Probably that your "Temp" class is public and IScanner is internal. This is the reason why you get this error. I consider this very annoying since your are forced to implement it explicitly you cannot specify them as abstract or virtual. For the virtual stuff, I was forced to do an implicit internal virtual implementation of the same API and then call the implicit version from the explicit one. Ugly.

2

It's OK to have an internal modifier in an Interface declaration however you CAN'T have ANY modifiers INSIDE the interface, in other words, you can't have any modifier for the interface Members. It's simple as that!

Example:

internal interface IA
{
    void X(); //OK. It will work
}


internal class CA : IA
{
    **internal** void X() // internal modifier is NOT allowed on any Interface members. It doesn't compile. If it works in your project it's because either you DON'T have the void X() method in the Interface or your are inheriting from a wrong interface maybe accidentally 
    {
        ...
    }
}

An interface declaration may declare zero or more members. The members of an interface must be methods, properties, events, or indexers.

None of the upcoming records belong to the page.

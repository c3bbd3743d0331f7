//! SendChatMessageHandler - Conversational variant of answer-or-escalate.
//!
//! Order of work: check the target conversation, call the model, then
//! persist. A failed model call leaves storage untouched.

use std::sync::Arc;

use thiserror::Error;

use super::{DecisionError, DecisionService};
use crate::application::handlers::conversation::load_accessible;
use crate::domain::conversation::{Conversation, ConversationError, NewConversation, NewMessage};
use crate::domain::decision::{DecisionAction, Route};
use crate::domain::foundation::{
    AuthenticatedUser, ConversationId, DomainError, ErrorCode, ValidationError,
};
use crate::domain::ticket::{NewTicket, Ticket};
use crate::ports::{ConversationRepository, TicketRepository};

#[derive(Debug, Clone)]
pub struct SendChatMessageCommand {
    pub message: String,
    /// Continue this conversation; a new one is started when absent.
    pub conversation_id: Option<ConversationId>,
}

/// Chat reply returned to the caller.
#[derive(Debug, Clone, PartialEq)]
pub enum ChatReply {
    Answered { confidence: f64, reply_text: String },
    Escalated { ticket: Ticket },
}

#[derive(Debug, Clone, PartialEq)]
pub struct ChatOutcome {
    pub conversation_id: ConversationId,
    pub reply: ChatReply,
}

#[derive(Debug, Clone, PartialEq, Error)]
pub enum ChatError {
    #[error(transparent)]
    Conversation(#[from] ConversationError),

    #[error(transparent)]
    Decision(#[from] DecisionError),
}

impl ChatError {
    pub fn code(&self) -> ErrorCode {
        match self {
            ChatError::Conversation(e) => e.code(),
            ChatError::Decision(e) => e.code(),
        }
    }
}

impl From<ValidationError> for ChatError {
    fn from(err: ValidationError) -> Self {
        ChatError::Conversation(err.into())
    }
}

impl From<DomainError> for ChatError {
    fn from(err: DomainError) -> Self {
        ChatError::Conversation(err.into())
    }
}

pub struct SendChatMessageHandler {
    decisions: Arc<DecisionService>,
    conversations: Arc<dyn ConversationRepository>,
    tickets: Arc<dyn TicketRepository>,
}

impl SendChatMessageHandler {
    pub fn new(
        decisions: Arc<DecisionService>,
        conversations: Arc<dyn ConversationRepository>,
        tickets: Arc<dyn TicketRepository>,
    ) -> Self {
        Self {
            decisions,
            conversations,
            tickets,
        }
    }

    pub async fn handle(
        &self,
        cmd: SendChatMessageCommand,
        actor: &AuthenticatedUser,
    ) -> Result<ChatOutcome, ChatError> {
        let user_message = NewMessage::user(cmd.message.as_str())?;

        let existing = match cmd.conversation_id {
            Some(id) => {
                let conversation = load_accessible(self.conversations.as_ref(), id, actor).await?;
                conversation.ensure_accepts_messages()?;
                Some(conversation)
            }
            None => None,
        };

        let route = self.decisions.route(&cmd.message).await?;

        let mut conversation = match existing {
            Some(conversation) => conversation,
            None => self.start_conversation(actor).await?,
        };

        self.conversations
            .append_message(conversation.id(), &user_message)
            .await?;
        conversation.record_message(true, user_message.content());

        let reply = match route {
            Route::Answer {
                confidence,
                reply_text,
            } => {
                // Nothing to store for an empty reply
                if !reply_text.trim().is_empty() {
                    let assistant = NewMessage::assistant(reply_text.as_str())?
                        .with_decision(confidence, DecisionAction::Answer);
                    self.conversations
                        .append_message(conversation.id(), &assistant)
                        .await?;
                    conversation.record_message(false, assistant.content());
                }
                ChatReply::Answered {
                    confidence,
                    reply_text,
                }
            }
            Route::Escalate { confidence, draft } => {
                let input = NewTicket::escalation(&draft.title, draft.description)?
                    .owned_by(Some(actor.id))
                    .from_conversation(conversation.id());
                let ticket = self.tickets.insert(&input).await?;

                let note = NewMessage::system(format!(
                    "Escalated to support ticket #{}: {}",
                    ticket.id(),
                    ticket.title()
                ))?
                .with_decision(confidence, DecisionAction::Escalate);
                self.conversations
                    .append_message(conversation.id(), &note)
                    .await?;
                conversation.mark_escalated();

                tracing::info!(
                    ticket_id = %ticket.id(),
                    conversation_id = %conversation.id(),
                    "Chat escalated to ticket"
                );
                ChatReply::Escalated { ticket }
            }
        };

        self.conversations.update(&conversation).await?;

        Ok(ChatOutcome {
            conversation_id: conversation.id(),
            reply,
        })
    }

    async fn start_conversation(&self, actor: &AuthenticatedUser) -> Result<Conversation, ChatError> {
        let input = NewConversation::new(None, Some(actor.id))?;
        Ok(self.conversations.insert(&input).await?)
    }
}

#[cfg(test)]
mod tests {
    use super::*;
    use crate::adapters::ai::MockAIProvider;
    use crate::adapters::memory::InMemoryStore;
    use crate::application::handlers::ticket::test_support::user;
    use crate::domain::conversation::{ConversationStatus, ConversationUpdate, MessageRole};
    use crate::domain::decision::DecisionPolicy;
    use crate::ports::AIError;

    fn handler(store: &InMemoryStore, provider: MockAIProvider) -> SendChatMessageHandler {
        let decisions = Arc::new(DecisionService::new(Arc::new(provider), DecisionPolicy::default()));
        SendChatMessageHandler::new(decisions, Arc::new(store.clone()), Arc::new(store.clone()))
    }

    fn cmd(message: &str, conversation_id: Option<ConversationId>) -> SendChatMessageCommand {
        SendChatMessageCommand {
            message: message.to_string(),
            conversation_id,
        }
    }

    #[tokio::test]
    async fn answer_starts_conversation_with_two_messages() {
        let store = InMemoryStore::new();
        let provider = MockAIProvider::new().with_response(
            r#"{"action":"answer","confidence":0.92,"reply_text":"Use the self-service portal."}"#,
        );

        let outcome = handler(&store, provider)
            .handle(cmd("How do I reset my password?", None), &user(1))
            .await
            .unwrap();

        assert!(matches!(outcome.reply, ChatReply::Answered { .. }));
        let messages = store.messages(outcome.conversation_id).await.unwrap();
        assert_eq!(messages.len(), 2);
        assert_eq!(messages[0].role(), MessageRole::User);
        assert_eq!(messages[1].role(), MessageRole::Assistant);
        assert_eq!(messages[1].ai_confidence(), Some(0.92));
        assert_eq!(messages[1].ai_action(), Some(DecisionAction::Answer));

        let conversation = ConversationRepository::find_by_id(&store, outcome.conversation_id)
            .await
            .unwrap()
            .unwrap();
        assert_eq!(conversation.title(), Some("How do I reset my password?"));
        assert_eq!(conversation.user_id(), Some(user(1).id));
        assert_eq!(store.ticket_count().await, 0);
    }

    #[tokio::test]
    async fn escalation_links_ticket_and_marks_conversation() {
        let store = InMemoryStore::new();
        let provider = MockAIProvider::new().with_response(
            r#"{"action":"escalate","confidence":0.3,"short_title":"Server room flooding"}"#,
        );

        let outcome = handler(&store, provider)
            .handle(cmd("Water on the server room floor", None), &user(1))
            .await
            .unwrap();

        let ChatReply::Escalated { ticket } = outcome.reply else {
            panic!("expected escalation");
        };
        assert_eq!(ticket.conversation_id(), Some(outcome.conversation_id));
        assert_eq!(ticket.user_id(), Some(user(1).id));
        assert_eq!(ticket.description(), Some("Water on the server room floor"));

        let conversation = ConversationRepository::find_by_id(&store, outcome.conversation_id)
            .await
            .unwrap()
            .unwrap();
        assert_eq!(conversation.status(), ConversationStatus::Escalated);

        let messages = store.messages(outcome.conversation_id).await.unwrap();
        assert_eq!(messages.len(), 2);
        assert_eq!(messages[1].role(), MessageRole::System);
        assert!(messages[1].content().contains(&ticket.id().to_string()));
    }

    #[tokio::test]
    async fn upstream_failure_persists_nothing() {
        let store = InMemoryStore::new();
        let provider = MockAIProvider::new().with_error(AIError::rate_limited(10));

        let result = handler(&store, provider)
            .handle(cmd("hello", None), &user(1))
            .await;

        assert!(matches!(result, Err(ChatError::Decision(DecisionError::Provider(_)))));
        assert_eq!(store.conversation_count().await, 0);
        assert_eq!(store.message_count().await, 0);
    }

    #[tokio::test]
    async fn foreign_conversation_is_rejected_before_model_call() {
        let store = InMemoryStore::new();
        let conversation = ConversationRepository::insert(
            &store,
            &NewConversation::new(None, Some(user(1).id)).unwrap(),
        )
        .await
        .unwrap();
        let provider = MockAIProvider::new();

        let result = handler(&store, provider.clone())
            .handle(cmd("hi", Some(conversation.id())), &user(2))
            .await;

        assert_eq!(result, Err(ChatError::Conversation(ConversationError::Forbidden)));
        assert_eq!(provider.call_count(), 0);
    }

    #[tokio::test]
    async fn archived_conversation_is_rejected() {
        let store = InMemoryStore::new();
        let mut conversation = ConversationRepository::insert(
            &store,
            &NewConversation::new(None, Some(user(1).id)).unwrap(),
        )
        .await
        .unwrap();
        conversation
            .apply(ConversationUpdate {
                status: Some(ConversationStatus::Archived),
                ..Default::default()
            })
            .unwrap();
        ConversationRepository::update(&store, &conversation).await.unwrap();

        let result = handler(&store, MockAIProvider::new())
            .handle(cmd("hi", Some(conversation.id())), &user(1))
            .await;
        assert!(matches!(
            result,
            Err(ChatError::Conversation(ConversationError::Archived(_)))
        ));
    }

    #[tokio::test]
    async fn continues_existing_conversation() {
        let store = InMemoryStore::new();
        let provider = MockAIProvider::new()
            .with_response(r#"{"action":"answer","confidence":0.9,"reply_text":"First"}"#)
            .with_response(r#"{"action":"answer","confidence":0.9,"reply_text":"Second"}"#);
        let handler = handler(&store, provider);

        let first = handler.handle(cmd("one", None), &user(1)).await.unwrap();
        let second = handler
            .handle(cmd("two", Some(first.conversation_id)), &user(1))
            .await
            .unwrap();

        assert_eq!(first.conversation_id, second.conversation_id);
        assert_eq!(store.conversation_count().await, 1);
        assert_eq!(store.message_count().await, 4);
    }

    #[tokio::test]
    async fn blank_message_is_rejected() {
        let store = InMemoryStore::new();
        let result = handler(&store, MockAIProvider::new())
            .handle(cmd("  ", None), &user(1))
            .await;
        assert!(matches!(
            result,
            Err(ChatError::Conversation(ConversationError::Validation(_)))
        ));
    }
}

An interface cannot contain constants, fields, operators, instance constructors, destructors, or types, nor can an interface contain static members of any kind. All interface members implicitly have public access. It is a compile-time error for interface member declarations to include any modifiers. In particular, interfaces members cannot be declared with the modifiers abstract, public, protected, internal, private, virtual, override, or static.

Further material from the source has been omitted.